А раз она так думает… Но сейчас дело не в ревности, а в том, что ей грозит опасность. Вы никогда не смотрели на Кристиана в профиль? С левой стороны? Смотрела, конечно, хотя и не помню, с какой стороны, и даже обратила внимание, что в профиль его лицо кажется выразительнее и куда умнее.
Что ж. Спокойно. Омела делает вид, будто ничего не слышала. Впрочем, она могла подумать, что это тоже игра. Будь на моем месте Антоан — другое дело… с ним все всегда только всерьез… еще бы — черные глаза… Итак, она делает вид, будто ничего не слышала. Но теперь уже из любопытства, чтобы раззадорить меня. Война, кажется, отменяется, так надо же как-то развлекаться.
Вообще-то все это действительно пустяки. Омеле каждый день присылают гору цветов. Кто только не присылает. И, пока там нет орхидей, это нестрашно. Кристиан тоже присылает, в этом ворохе есть и его цветы. С другой стороны, она с ним часто встречается. Много чаще, чем раньше. И вовсе не ради его «бугатти». А ведь это я виноват. Я и никто другой. Сам же своими рассказами внушил ей интерес к этому мальчишке. Господи, только бы все это не обернулось бедой. Только бы ничего не случилось. Я старался теперь не упускать случая увидеться с Фюстель-Шмидтом. Он же, не выходя из рамок вежливости, давал мне понять, что я ему осточертел. Я делал вид, что ничего не замечаю. И следил за ним. За ними обоими.
И вот как-то раз Кристиан сказал мне: «Да, кстати, ты все спрашивал… Знаешь, я ведь привез назад свое трюмо. Мне было без него как-то неуютно. В квартире как будто чего-то не хватало. А тут еще одна женщина прослышала о нем…» У меня упало сердце. Надо же настолько потерять самообладание: взял да и брякнул: «Ингеборг?» Кристиан посмотрел мне прямо в лицо — на меня глядел Нейтральный — и спросил: «Скажи на милость, за кого ты меня принимаешь?» Мы поравнялись с цветочным магазином. Кристиан зашел внутрь, а я остался на улице. И в окно увидел, что Кристиан выбирал орхидеи. Передо мной был его хищный профиль.

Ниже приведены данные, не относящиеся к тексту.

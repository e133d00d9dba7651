// Repository trait for upstream fleet data access
use async_trait::async_trait;
use serde_json::Value;

/// Raw records retrieved from one upstream collection.
///
/// Implementations never fail outright: a transport or decoding error ends
/// the paging loop and whatever was accumulated is returned with
/// `truncated` set.
#[derive(Debug, Clone, Default, PartialEq)]
pub struct FetchedCollection {
    pub records: Vec<Value>,
    pub pages: usize,
    pub truncated: bool,
}

#[async_trait]
pub trait FleetRepository: Send + Sync {
    /// Fetch all driver profiles (single large request)
    async fn fetch_driver_profiles(&self) -> FetchedCollection;

    /// Fetch all trips (paged)
    async fn fetch_trips(&self) -> FetchedCollection;

    /// Fetch all raw sensor samples (paged)
    async fn fetch_sensor_samples(&self) -> FetchedCollection;
}
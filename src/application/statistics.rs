// Statistical analyzer - Paired and two-sample t-tests with a normal approximation
use crate::domain::errors::StatsError;
use crate::domain::metrics::{DriverImprovement, TripMetric};
use crate::domain::week::parse_timestamp;
use chrono::NaiveDateTime;
use statrs::function::erf::erfc;
use std::collections::BTreeMap;

pub const SIGNIFICANCE_LEVEL: f64 = 0.05;

#[derive(Debug, Clone, Copy, PartialEq)]
pub struct TTestResult {
    pub t_statistic: f64,
    pub p_value: f64,
}

impl TTestResult {
    /// No evidence either way.
    pub const NEUTRAL: TTestResult = TTestResult {
        t_statistic: 0.0,
        p_value: 1.0,
    };
}

#[derive(Debug, Clone, Copy, PartialEq)]
pub struct PairedTTest {
    pub t_statistic: f64,
    pub p_value: f64,
    pub mean_difference: f64,
}

fn mean(values: &[f64]) -> f64 {
    if values.is_empty() {
        return 0.0;
    }
    values.iter().sum::<f64>() / values.len() as f64
}

/// Sample variance (n - 1 denominator).
fn sample_variance(values: &[f64], mean: f64) -> f64 {
    if values.len() < 2 {
        return 0.0;
    }
    values.iter().map(|v| (v - mean).powi(2)).sum::<f64>() / (values.len() - 1) as f64
}

/// Two-sided p-value for a statistic under the standard normal,
/// 2 * (1 - Phi(|t|)) = erfc(|t| / sqrt(2)).
pub fn two_sided_p_value(t: f64) -> f64 {
    erfc(t.abs() / std::f64::consts::SQRT_2)
}

/// Paired t-test on `current[i] - previous[i]`.
///
/// Needs equal lengths and at least two pairs. Differences with zero
/// variance carry no usable spread and are reported the same way.
pub fn paired_t_test(current: &[f64], previous: &[f64]) -> Result<PairedTTest, StatsError> {
    if current.len() != previous.len() {
        return Err(StatsError::InsufficientSamples {
            reason: format!(
                "paired samples differ in length ({} vs {})",
                current.len(),
                previous.len()
            ),
        });
    }
    if current.len() < 2 {
        return Err(StatsError::InsufficientSamples {
            reason: format!("need at least 2 pairs, got {}", current.len()),
        });
    }

    let diffs: Vec<f64> = current.iter().zip(previous).map(|(c, p)| c - p).collect();
    let n = diffs.len() as f64;
    let mean_difference = mean(&diffs);
    let variance = sample_variance(&diffs, mean_difference);
    if variance == 0.0 {
        return Err(StatsError::InsufficientSamples {
            reason: "paired differences have zero variance".to_string(),
        });
    }

    let t_statistic = mean_difference / (variance / n).sqrt();
    Ok(PairedTTest {
        t_statistic,
        p_value: two_sided_p_value(t_statistic),
        mean_difference,
    })
}

/// Pooled-variance two-sample t-test of `a` against `b`. Groups smaller than
/// two, or zero pooled variance, give the neutral result instead of failing.
pub fn two_sample_t_test(a: &[f64], b: &[f64]) -> TTestResult {
    let (n1, n2) = (a.len(), b.len());
    if n1 < 2 || n2 < 2 {
        return TTestResult::NEUTRAL;
    }

    let (m1, m2) = (mean(a), mean(b));
    let (v1, v2) = (sample_variance(a, m1), sample_variance(b, m2));
    let pooled = ((n1 - 1) as f64 * v1 + (n2 - 1) as f64 * v2) / (n1 + n2 - 2) as f64;
    if pooled == 0.0 {
        return TTestResult::NEUTRAL;
    }

    let t_statistic = (m1 - m2) / (pooled * (1.0 / n1 as f64 + 1.0 / n2 as f64)).sqrt();
    TTestResult {
        t_statistic,
        p_value: two_sided_p_value(t_statistic),
    }
}

/// Splits a chronological UBPK series at its midpoint and compares the
/// earlier half with the later half.
pub fn improvement_for_series(driver_id: &str, series: &[f64]) -> DriverImprovement {
    if series.len() < 2 {
        return DriverImprovement {
            driver_id: driver_id.to_string(),
            observations: series.len(),
            improved: false,
            t_statistic: 0.0,
            p_value: 1.0,
        };
    }

    let (earlier, later) = series.split_at(series.len() / 2);
    let test = two_sample_t_test(earlier, later);
    let improved = mean(later) < mean(earlier) && test.p_value < SIGNIFICANCE_LEVEL;

    DriverImprovement {
        driver_id: driver_id.to_string(),
        observations: series.len(),
        improved,
        t_statistic: test.t_statistic,
        p_value: test.p_value,
    }
}

/// Improvement per driver from trip UBPK ordered by start time. Trips with
/// no parsable start time sort first; trips without sensor records are not
/// observations. `driver_ids` lists drivers that must appear even without
/// trips.
pub fn improvement_analysis<'a>(
    driver_ids: impl IntoIterator<Item = &'a str>,
    trip_rows: &[TripMetric],
) -> Vec<DriverImprovement> {
    let mut series: BTreeMap<&str, Vec<(Option<NaiveDateTime>, &str, f64)>> = BTreeMap::new();
    for id in driver_ids {
        series.entry(id).or_default();
    }
    for trip in trip_rows.iter().filter(|trip| trip.is_measured()) {
        let started = trip.start_time.as_deref().and_then(parse_timestamp);
        series
            .entry(trip.driver_id.as_str())
            .or_default()
            .push((started, trip.trip_id.as_str(), trip.ubpk));
    }

    series
        .into_iter()
        .map(|(driver_id, mut observations)| {
            observations.sort_by(|a, b| a.0.cmp(&b.0).then_with(|| a.1.cmp(b.1)));
            let values: Vec<f64> = observations.iter().map(|o| o.2).collect();
            improvement_for_series(driver_id, &values)
        })
        .collect()
}
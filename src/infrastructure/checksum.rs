// Content checksums over canonical JSON (sorted keys, compact)
use anyhow::{Context, Result};
use serde::Serialize;
use serde_json::{Map, Value};
use sha2::{Digest, Sha256};

/// Rebuilds every object with its keys in sorted order so the rendering does
/// not depend on whether serde_json preserves insertion order.
fn canonicalize(value: Value) -> Value {
    match value {
        Value::Object(map) => {
            let mut entries: Vec<(String, Value)> = map.into_iter().collect();
            entries.sort_by(|a, b| a.0.cmp(&b.0));
            let mut sorted = Map::new();
            for (key, inner) in entries {
                sorted.insert(key, canonicalize(inner));
            }
            Value::Object(sorted)
        }
        Value::Array(items) => Value::Array(items.into_iter().map(canonicalize).collect()),
        other => other,
    }
}

pub fn canonical_json<T: Serialize>(payload: &T) -> Result<String> {
    let value = serde_json::to_value(payload).context("Failed to serialize payload for checksum")?;
    serde_json::to_string(&canonicalize(value)).context("Failed to render canonical JSON")
}

/// Hex SHA-256 of the canonical JSON rendering.
pub fn content_checksum<T: Serialize>(payload: &T) -> Result<String> {
    let canonical = canonical_json(payload)?;
    Ok(format!("{:x}", Sha256::digest(canonical.as_bytes())))
}
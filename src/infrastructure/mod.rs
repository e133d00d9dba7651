// Infrastructure layer - External dependencies and adapters
pub mod checksum;
pub mod config;
pub mod http_response;
pub mod provider_client;
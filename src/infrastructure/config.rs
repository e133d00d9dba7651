use crate::domain::metrics::UbpkMode;
use anyhow::{Context, ensure};
use config::builder::DefaultState;
use config::{Config, ConfigBuilder, Environment, File};
use serde::Deserialize;
use std::net::SocketAddr;
use std::time::Duration;

#[derive(Debug, Deserialize, Clone)]
pub struct AppConfig {
    pub server: ServerSettings,
    pub provider: ProviderSettings,
    pub refresh: RefreshSettings,
}

#[derive(Debug, Deserialize, Clone)]
pub struct ServerSettings {
    pub bind_address: String,
}

#[derive(Debug, Deserialize, Clone)]
pub struct ProviderSettings {
    pub driver_profiles_url: String,
    pub trips_url: String,
    pub sensor_samples_url: String,
    pub driver_profile_limit: usize,
    pub trip_page_size: usize,
    pub sensor_page_size: usize,
    pub request_timeout_secs: u64,
}

#[derive(Debug, Deserialize, Clone)]
pub struct RefreshSettings {
    pub interval_secs: u64,
    pub ubpk_mode: UbpkMode,
}

impl ServerSettings {
    pub fn socket_addr(&self) -> anyhow::Result<SocketAddr> {
        self.bind_address
            .parse()
            .with_context(|| format!("Invalid server.bind_address `{}`", self.bind_address))
    }
}

impl ProviderSettings {
    pub fn request_timeout(&self) -> Duration {
        Duration::from_secs(self.request_timeout_secs)
    }
}

impl RefreshSettings {
    pub fn interval(&self) -> Duration {
        Duration::from_secs(self.interval_secs)
    }
}

impl AppConfig {
    pub fn validate(&self) -> anyhow::Result<()> {
        self.server.socket_addr()?;
        ensure!(self.provider.driver_profile_limit > 0, "provider.driver_profile_limit must be positive");
        ensure!(self.provider.trip_page_size > 0, "provider.trip_page_size must be positive");
        ensure!(self.provider.sensor_page_size > 0, "provider.sensor_page_size must be positive");
        ensure!(self.provider.request_timeout_secs > 0, "provider.request_timeout_secs must be positive");
        ensure!(self.refresh.interval_secs > 0, "refresh.interval_secs must be positive");
        Ok(())
    }
}

fn defaults() -> anyhow::Result<ConfigBuilder<DefaultState>> {
    Ok(Config::builder()
        .set_default("server.bind_address", "0.0.0.0:8080")?
        .set_default(
            "provider.driver_profiles_url",
            "https://api.safedriveafrica.com/api/driver_profiles/",
        )?
        .set_default("provider.trips_url", "https://api.safedriveafrica.com/api/trips/")?
        .set_default(
            "provider.sensor_samples_url",
            "https://api.safedriveafrica.com/api/raw_sensor_data/",
        )?
        .set_default("provider.driver_profile_limit", 999_999_i64)?
        .set_default("provider.trip_page_size", 5_000_i64)?
        .set_default("provider.sensor_page_size", 10_000_i64)?
        .set_default("provider.request_timeout_secs", 30_i64)?
        .set_default("refresh.interval_secs", 10_i64)?
        .set_default("refresh.ubpk_mode", "sensor_validity")?)
}

fn finish(builder: ConfigBuilder<DefaultState>) -> anyhow::Result<AppConfig> {
    let config: AppConfig = builder
        .build()?
        .try_deserialize()
        .context("Failed to read configuration")?;
    config.validate()?;
    Ok(config)
}

/// Built-in defaults, then `config/fleet.toml` if present, then `FLEET__*`
/// environment variables.
pub fn load_app_config() -> anyhow::Result<AppConfig> {
    finish(
        defaults()?
            .add_source(File::with_name("config/fleet").required(false))
            .add_source(
                Environment::with_prefix("FLEET")
                    .prefix_separator("__")
                    .separator("__")
                    .try_parsing(true),
            ),
    )
}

То, что Омеле захотелось побольше узнать о тройной жизни Кристиана, вполне естественно. Ее вообще всегда страшно интересовали люди. Как они устроены. Какими кажутся и каковы на самом деле, если заглянуть им в душу. Не будь этого интереса, разве она могла бы так петь? Вы скажете: красота в самой музыке — да, конечно, но далеко не в любой. Взять хоть Массне, а у Омелы и из Массне получается нечто прекрасное, неоспоримо прекрасное! Это чудо, чудо, объяснить которое не может никакое зеркало, никакая теория сложной игры отражений. Здесь другое. Когда она поет, поет сама душа, и не обязательно ее собственная… душа Тоски, Манон, сотворенная ею… это и есть ее искусство. Для этого ей нужно знать все глубины человеческого сердца, проникнуть в мужскую и женскую сущность. Когда я был маленький, меня часто водили в «Гранд-Опера» и в «Опера-Комик», кто-то — не знаю уж кто — доставал родителям билеты. Некоторых певиц я обожал: Мэри Гарден, Лину Кавальери и особенно госпожу Литвин! Я слушал ее, и мне казалось, что я в раю, но то, что я испытываю теперь, отличалось от тогдашнего упоения так же, как сказка отличается от романа. Помню, как я умолял родителей взять меня на спектакль или в концерт, когда видел на афише имя Фелии Литвин, как рыдал, если меня не брали. Но можно ли сравнивать эту примадонну и Ингеборг д’Эшер? То удовольствие было детским, мне было хорошо, как будто я попал в лес, где много птиц и цветов, что же до Ингеборг… Ее голос открыл мне мою суть, мое мужское естество.